* [Task statement]
Scan the listing below and copy each line holding the word "PooledBuffer".

═════ Materials provided

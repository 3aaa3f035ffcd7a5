// SPDX-License-Identifier: MIT OR Apache-2.0

//! Reusable serialisation buffers.
//!
//! Each log call that passes a [WriterSink](crate::WriterSink)'s level check encodes into a
//! buffer checked out from the sink's [BufferPool].  The checkout is an RAII guard: dropping
//! it, on success or failure, clears the buffer and hands it back, so under sustained
//! throughput the steady state allocates nothing.

use crate::spinlock::Spinlock;
use std::ops::{Deref, DerefMut};
#[cfg(test)]
use std::sync::atomic::{AtomicUsize, Ordering};

/// Idle buffers kept for reuse.  Beyond this, returned buffers are freed.
const MAX_IDLE_BUFFERS: usize = 64;
/// Buffers that grew past this (a huge record) are freed rather than kept.
const MAX_RETAINED_CAPACITY: usize = 64 * 1024;

#[derive(Debug)]
pub struct BufferPool {
    idle: Spinlock<Vec<Vec<u8>>>,
    #[cfg(test)]
    checkouts: AtomicUsize,
}

impl BufferPool {
    pub const fn new() -> Self {
        BufferPool {
            idle: Spinlock::new(Vec::new()),
            #[cfg(test)]
            checkouts: AtomicUsize::new(0),
        }
    }

    /// Takes an idle buffer, or allocates one if none is available.  The buffer is empty.
    pub fn checkout(&self) -> PooledBuffer<'_> {
        #[cfg(test)]
        self.checkouts.fetch_add(1, Ordering::Relaxed);
        let buf = self.idle.write().pop().unwrap_or_default();
        PooledBuffer { pool: self, buf }
    }

    pub fn idle_buffers(&self) -> usize {
        self.idle.read().len()
    }

    #[cfg(test)]
    pub(crate) fn checkouts(&self) -> usize {
        self.checkouts.load(Ordering::Relaxed)
    }

    fn give_back(&self, mut buf: Vec<u8>) {
        if buf.capacity() > MAX_RETAINED_CAPACITY {
            return;
        }
        buf.clear();
        let mut idle = self.idle.write();
        if idle.len() < MAX_IDLE_BUFFERS {
            idle.push(buf);
        }
    }
}

impl Default for BufferPool {
    fn default() -> Self {
        Self::new()
    }
}

/// A buffer on loan from a [BufferPool].
#[derive(Debug)]
pub struct PooledBuffer<'a> {
    pool: &'a BufferPool,
    buf: Vec<u8>,
}

impl Deref for PooledBuffer<'_> {
    type Target = Vec<u8>;
    fn deref(&self) -> &Vec<u8> {
        &self.buf
    }
}

impl DerefMut for PooledBuffer<'_> {
    fn deref_mut(&mut self) -> &mut Vec<u8> {
        &mut self.buf
    }
}

impl Drop for PooledBuffer<'_> {
    fn drop(&mut self) {
        self.pool.give_back(std::mem::take(&mut self.buf));
    }
}
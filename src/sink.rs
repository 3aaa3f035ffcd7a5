// SPDX-License-Identifier: MIT OR Apache-2.0
use crate::Level;
use crate::log_record::LogRecord;
use std::fmt::Debug;

/// A write destination for a [Logger](crate::Logger).
///
/// Implementations must be safe to call from many threads at once.
pub trait Sink: Debug + Send + Sync {
    /**
        Submits the record to the sink.

        Best effort: there is nothing to return.  A sink deals with its own failures, by
        recovering or, when it cannot represent the record truthfully, by panicking.
    */
    fn log(&self, record: &LogRecord);
}

/// A [Sink] that can report its minimum level.
///
/// Useful to tooling that composes several sinks and wants to know what each one admits.
pub trait SinkLevel: Sink {
    fn level(&self) -> Level;
}

/*
Boilerplate notes.

# Sink

Clone on Sink is not sensible: sinks usually own a destination, so they are shared through Arc instead.
PartialEq/Eq/Hash: unclear whether we would mean the destination or the configuration; not implemented.
Default: who knows what the destination is.
Send/Sync are supertraits since a logger's sinks are reached from every thread that logs.
*/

══════════

* [Solution for this problem]
    pub fn checkout(&self) -> PooledBuffer<'_> {
        PooledBuffer { pool: self, buf }
pub struct PooledBuffer<'a> {
impl Deref for PooledBuffer<'_> {
impl DerefMut for PooledBuffer<'_> {
impl Drop for PooledBuffer<'_> {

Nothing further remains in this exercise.